Cypresses by Vincent van Gogh
In 1949, the Metropolitan Museum of Art paid $95,000 for Vincent van Gogh's Cypresses, setting a new record for the institution’s spending on a single painting. The price made headlines, but the real story is why the Met chased this particular canvas. Painted in June 1889, it shows the Provencal countryside Van Gogh could see from his window at the asylum of Saint-Paul-de-Mausole in Saint-Remy, where he had admitted himself a month earlier.
The cypress trees became an immediate fixation. Look at the thick impasto along the dark left edge of the main tree: Van Gogh applied paint so heavily it stands off the canvas in ridges, turning each stroke into a physical record of his gesture. Above, the cloud vortex curls in opposing spirals, making the sky feel like a living force pressing against the trees. The tips of the cypresses stab into the pale air, denying any clear boundary between earth and heaven.

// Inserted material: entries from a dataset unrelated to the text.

//! cerca-yfinance
//!
//! Primary source connector implemented on top of the `yfinance-rs` client
//! library. Resolves ISINs through the provider's search endpoint, constrained
//! to one exchange candidate at a time, and serves point-in-time quotes.
#![warn(missing_docs)]

/// Adapter definitions and the production adapter backed by `yfinance-rs`.
pub mod adapter;

#[cfg(feature = "test-adapters")]
use std::sync::Arc;

#[cfg(feature = "test-adapters")]
use adapter::CloneArcAdapters;
use adapter::{RealAdapter, SOURCE_NAME, YfQuotes, YfSearch};
use async_trait::async_trait;
use chrono::Utc;
use rust_decimal::Decimal;

use cerca_core::connector::{IsinLookupProvider, QuoteLookupProvider, SourceConnector};
use cerca_core::{ExchangeCandidate, InstrumentRecord, InstrumentType, Isin, QuoteRecord, SourceError};

#[cfg(not(feature = "test-adapters"))]
type AdapterArc = std::sync::Arc<RealAdapter>;

#[cfg(feature = "test-adapters")]
type SearchAdapter = Arc<dyn YfSearch>;
#[cfg(not(feature = "test-adapters"))]
type SearchAdapter = AdapterArc;

#[cfg(feature = "test-adapters")]
type QuotesAdapter = Arc<dyn YfQuotes>;
#[cfg(not(feature = "test-adapters"))]
type QuotesAdapter = AdapterArc;

/// Public connector type. Production users will construct with
/// `YfConnector::new_default()`.
pub struct YfConnector {
    search: SearchAdapter,
    quotes: QuotesAdapter,
}

/// Exchange names keyed by the provider's symbol suffix, used when the
/// upstream omits the exchange field.
const EXCHANGE_MAP: &[(&str, &str)] = &[
    ("L", "London Stock Exchange"),
    ("DE", "Deutsche Börse"),
    ("PA", "Euronext Paris"),
    ("AS", "Euronext Amsterdam"),
    ("BR", "Euronext Brussels"),
    ("MI", "Borsa Italiana"),
    ("MC", "Bolsa de Madrid"),
    ("SW", "SIX Swiss Exchange"),
    ("TO", "Toronto Stock Exchange"),
    ("V", "TSX Venture Exchange"),
    ("AX", "Australian Securities Exchange"),
    ("HK", "Hong Kong Stock Exchange"),
    ("T", "Tokyo Stock Exchange"),
    ("SS", "Shanghai Stock Exchange"),
    ("SZ", "Shenzhen Stock Exchange"),
];

impl YfConnector {
    /// Build with a fresh `yfinance_rs::YfClient` inside.
    #[must_use]
    pub fn new_default() -> Self {
        let a = RealAdapter::new_default();
        Self::from_adapter(&a)
    }

    /// Build from an existing `yfinance_rs::YfClient`.
    #[must_use]
    pub fn new_with_client(client: yfinance_rs::YfClient) -> Self {
        let a = RealAdapter::new(client);
        Self::from_adapter(&a)
    }

    /// Build from a provided `reqwest::Client` by constructing a
    /// `yfinance_rs::YfClient`.
    ///
    /// Note: the provided client should enable a cookie store for the
    /// provider's auth/crumb flow.
    ///
    /// # Errors
    /// Returns a transient source error if the internal `YfClient` cannot be
    /// constructed from the provided HTTP client.
    pub fn try_new_with_reqwest_client(http: reqwest::Client) -> Result<Self, SourceError> {
        let yf = yfinance_rs::YfClient::builder()
            .custom_client(http)
            .user_agent("Mozilla/5.0 (X11; Linux x86_64) AppleWebKit/537.36 (KHTML, like Gecko) Chrome/122.0.0.0 Safari/537.36")
            .build()
            .map_err(|e| SourceError::transient(SOURCE_NAME, e.to_string()))?;
        Ok(Self::new_with_client(yf))
    }

    /// For tests/injection (requires the `test-adapters` feature).
    ///
    /// Accepts a borrowed adapter to avoid unnecessary moves.
    #[cfg(feature = "test-adapters")]
    pub fn from_adapter<A: CloneArcAdapters + 'static>(adapter: &A) -> Self {
        Self {
            search: adapter.clone_arc_search(),
            quotes: adapter.clone_arc_quotes(),
        }
    }

    #[cfg(not(feature = "test-adapters"))]
    fn from_adapter(adapter: &RealAdapter) -> Self {
        let shared = std::sync::Arc::new(adapter.clone());
        Self {
            search: shared.clone(),
            quotes: shared,
        }
    }
}

/// Whether a provider symbol sits on the candidate exchange. A candidate
/// without a suffix means a bare US listing.
fn matches_candidate(symbol: &str, candidate: Option<&ExchangeCandidate>) -> bool {
    let Some(candidate) = candidate else {
        return true;
    };
    match &candidate.suffix {
        None => !symbol.contains('.'),
        Some(suffix) => symbol
            .strip_suffix(suffix.as_str())
            .is_some_and(|head| head.len() > 1 && head.ends_with('.')),
    }
}

/// Exchange display name from the symbol suffix, defaulting to the US tape.
fn exchange_name_for(symbol: &str) -> &'static str {
    if let Some((_, suffix)) = symbol.rsplit_once('.') {
        for (key, name) in EXCHANGE_MAP {
            if *key == suffix {
                return name;
            }
        }
        return "NYSE/NASDAQ";
    }
    "NYSE/NASDAQ"
}

/// Classify an instrument from the provider's asset kind plus a name
/// heuristic for ETFs filed under generic fund kinds.
fn classify(kind: paft::domain::AssetKind, name: &str) -> InstrumentType {
    let looks_like_etf = name.to_ascii_uppercase().contains("ETF");
    match kind {
        paft::domain::AssetKind::Equity => {
            if looks_like_etf {
                InstrumentType::Etf
            } else {
                InstrumentType::Stock
            }
        }
        paft::domain::AssetKind::Fund => {
            if looks_like_etf {
                InstrumentType::Etf
            } else {
                InstrumentType::Fund
            }
        }
        _ => {
            if looks_like_etf {
                InstrumentType::Etf
            } else {
                InstrumentType::Other
            }
        }
    }
}

impl SourceConnector for YfConnector {
    fn name(&self) -> &'static str {
        SOURCE_NAME
    }

    fn vendor(&self) -> &'static str {
        "Yahoo Finance"
    }

    fn as_isin_lookup(&self) -> Option<&dyn IsinLookupProvider> {
        Some(self as &dyn IsinLookupProvider)
    }

    fn as_quote_lookup(&self) -> Option<&dyn QuoteLookupProvider> {
        Some(self as &dyn QuoteLookupProvider)
    }
}

#[async_trait]
impl IsinLookupProvider for YfConnector {
    async fn lookup_by_isin(
        &self,
        isin: &Isin,
        candidate: Option<&ExchangeCandidate>,
    ) -> Result<InstrumentRecord, SourceError> {
        let response = self.search.search(isin.as_str()).await?;

        let hit = response
            .results
            .iter()
            .find(|r| {
                let sym = r.symbol.as_str();
                !sym.is_empty() && matches_candidate(sym, candidate)
            })
            .ok_or_else(|| SourceError::not_found(format!("instrument for {isin}")))?;

        let symbol = hit.symbol.as_str().to_string();
        let mut name = hit.name.clone().unwrap_or_default();
        let mut currency = String::new();
        let mut exchange = String::new();

        // Enrich from the quote endpoint; the search response alone often
        // lacks currency and a stable exchange label.
        let quotes = self.quotes.fetch(std::slice::from_ref(&symbol)).await?;
        if let Some(q) = quotes.first() {
            if name.is_empty()
                && let Some(short) = &q.shortname
            {
                name.clone_from(short);
            }
            if let Some(money) = &q.price {
                currency = money.currency().to_string();
            }
            if let Some(ex) = &q.exchange {
                exchange = ex.to_string();
            }
        }

        if name.is_empty() {
            name.clone_from(&symbol);
        }
        if currency.is_empty() {
            currency = "USD".to_string();
        }
        if exchange.is_empty() {
            exchange = candidate
                .map_or_else(
                    || exchange_name_for(&symbol).to_string(),
                    |c| c.exchange.clone(),
                );
        }

        tracing::debug!(%isin, symbol = %symbol, "resolved via provider search");

        Ok(InstrumentRecord {
            isin: isin.clone(),
            symbol,
            kind: classify(hit.kind, &name),
            name,
            currency,
            exchange,
        })
    }
}

#[async_trait]
impl QuoteLookupProvider for YfConnector {
    async fn quote(&self, symbol: &str) -> Result<QuoteRecord, SourceError> {
        let quotes = self.quotes.fetch(&[symbol.to_string()]).await?;
        let q = quotes
            .into_iter()
            .next()
            .ok_or_else(|| SourceError::not_found(format!("quote for {symbol}")))?;

        let money = q
            .price
            .ok_or_else(|| SourceError::not_found(format!("no price data for {symbol}")))?;
        let price = money.amount().round_dp(4);
        if price <= Decimal::ZERO {
            return Err(SourceError::not_found(format!("no price data for {symbol}")));
        }

        Ok(QuoteRecord {
            symbol: symbol.to_string(),
            price,
            currency: money.currency().to_string(),
            time: Utc::now(),
        })
    }
}
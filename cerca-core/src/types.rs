//! Domain data structures shared across the workspace.

use std::fmt;
use std::str::FromStr;

use chrono::{DateTime, Utc};
use rust_decimal::Decimal;
use serde::{Deserialize, Serialize};

use crate::error::CercaError;

/// A validated International Securities Identification Number.
///
/// Canonical form: 12 characters, two-letter country prefix, nine-character
/// alphanumeric body, and a trailing check digit verified with the standard
/// double-add-double algorithm. Input is upper-cased on parse; the inner
/// string never changes afterwards.
#[derive(Debug, Clone, PartialEq, Eq, Hash, Serialize, Deserialize)]
#[serde(try_from = "String", into = "String")]
pub struct Isin(String);

impl Isin {
    /// Parse and validate an ISIN.
    ///
    /// # Errors
    /// Returns `CercaError::InvalidIsin` on bad length, charset, structure,
    /// or check digit. Validation is purely syntactic and never performs I/O.
    pub fn parse(input: &str) -> Result<Self, CercaError> {
        let s = input.trim().to_ascii_uppercase();
        if s.len() != 12 {
            return Err(CercaError::invalid_isin(input, "must be 12 characters"));
        }
        let bytes = s.as_bytes();
        if !bytes[..2].iter().all(u8::is_ascii_uppercase) {
            return Err(CercaError::invalid_isin(
                input,
                "must start with a two-letter country code",
            ));
        }
        if !bytes[2..11]
            .iter()
            .all(|b| b.is_ascii_uppercase() || b.is_ascii_digit())
        {
            return Err(CercaError::invalid_isin(
                input,
                "body must be alphanumeric",
            ));
        }
        if !bytes[11].is_ascii_digit() {
            return Err(CercaError::invalid_isin(
                input,
                "must end with a numeric check digit",
            ));
        }
        if !luhn_valid(&s) {
            return Err(CercaError::invalid_isin(input, "check digit mismatch"));
        }
        Ok(Self(s))
    }

    /// Borrow the canonical 12-character string.
    #[must_use]
    pub fn as_str(&self) -> &str {
        &self.0
    }
}

/// Expand letters to their base-36 values and run the Luhn check over the
/// resulting digit string, including the trailing check digit.
fn luhn_valid(isin: &str) -> bool {
    let mut digits: Vec<u8> = Vec::with_capacity(24);
    for c in isin.bytes() {
        if c.is_ascii_digit() {
            digits.push(c - b'0');
        } else {
            let v = c - b'A' + 10;
            digits.push(v / 10);
            digits.push(v % 10);
        }
    }
    let mut sum = 0u32;
    for (i, d) in digits.iter().rev().enumerate() {
        let mut v = u32::from(*d);
        if i % 2 == 1 {
            v *= 2;
            if v > 9 {
                v -= 9;
            }
        }
        sum += v;
    }
    sum % 10 == 0
}

impl FromStr for Isin {
    type Err = CercaError;

    fn from_str(s: &str) -> Result<Self, Self::Err> {
        Self::parse(s)
    }
}

impl TryFrom<String> for Isin {
    type Error = CercaError;

    fn try_from(s: String) -> Result<Self, Self::Error> {
        Self::parse(&s)
    }
}

impl From<Isin> for String {
    fn from(isin: Isin) -> Self {
        isin.0
    }
}

impl AsRef<str> for Isin {
    fn as_ref(&self) -> &str {
        &self.0
    }
}

impl fmt::Display for Isin {
    fn fmt(&self, f: &mut fmt::Formatter<'_>) -> fmt::Result {
        f.write_str(&self.0)
    }
}

/// Coarse instrument classification as reported to callers.
#[derive(Debug, Clone, Copy, PartialEq, Eq, Serialize, Deserialize)]
#[serde(rename_all = "lowercase")]
#[non_exhaustive]
pub enum InstrumentType {
    /// Common equity.
    Stock,
    /// Exchange-traded fund.
    Etf,
    /// Open-ended or mutual fund.
    Fund,
    /// Anything the source reported that does not fit the above.
    Other,
}

impl fmt::Display for InstrumentType {
    fn fmt(&self, f: &mut fmt::Formatter<'_>) -> fmt::Result {
        let s = match self {
            Self::Stock => "stock",
            Self::Etf => "etf",
            Self::Fund => "fund",
            Self::Other => "other",
        };
        f.write_str(s)
    }
}

/// Result of a successful ISIN resolution.
///
/// Invariant: a record is never partially populated; adapters return
/// `SourceError::NotFound` instead of a record with an empty `symbol`.
/// Field names are part of the wire compatibility contract.
#[derive(Debug, Clone, PartialEq, Eq, Serialize, Deserialize)]
pub struct InstrumentRecord {
    /// The resolved ISIN, canonical uppercase.
    pub isin: Isin,
    /// Exchange-specific ticker symbol, non-empty.
    pub symbol: String,
    /// Display name.
    pub name: String,
    /// Instrument classification.
    #[serde(rename = "type")]
    pub kind: InstrumentType,
    /// ISO 4217 trading currency.
    pub currency: String,
    /// Source-assigned market code or exchange name.
    pub exchange: String,
}

/// Result of a successful quote lookup.
///
/// Invariant: `price` is strictly positive; the absence of a usable price is
/// a `NotFound` outcome, never a zero value. `price` serializes as a decimal
/// string and `time` as an RFC 3339 timestamp (wire contract).
#[derive(Debug, Clone, PartialEq, Eq, Serialize, Deserialize)]
pub struct QuoteRecord {
    /// Ticker symbol the quote belongs to.
    pub symbol: String,
    /// Last traded or regular-market price, fixed precision.
    pub price: Decimal,
    /// ISO 4217 price currency.
    pub currency: String,
    /// Quote time, timezone-aware.
    pub time: DateTime<Utc>,
}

Van Gogh produced around 860 oil paintings in just over a decade, but the cypress motif from this asylum period held special weight for him. He wrote to his brother Theo calling the trees “as beautiful as an Egyptian obelisk,” and defended them against critics who found them too dark or strange. The Met’s $95,000 gamble in 1949 was a bet that this strange beauty would endure.
Today, Cypresses hangs in gallery 822 at the Met. Adjusted for inflation, that record price approaches $1.2 million. By current Van Gogh standards, the museum got one of the great bargains in art history.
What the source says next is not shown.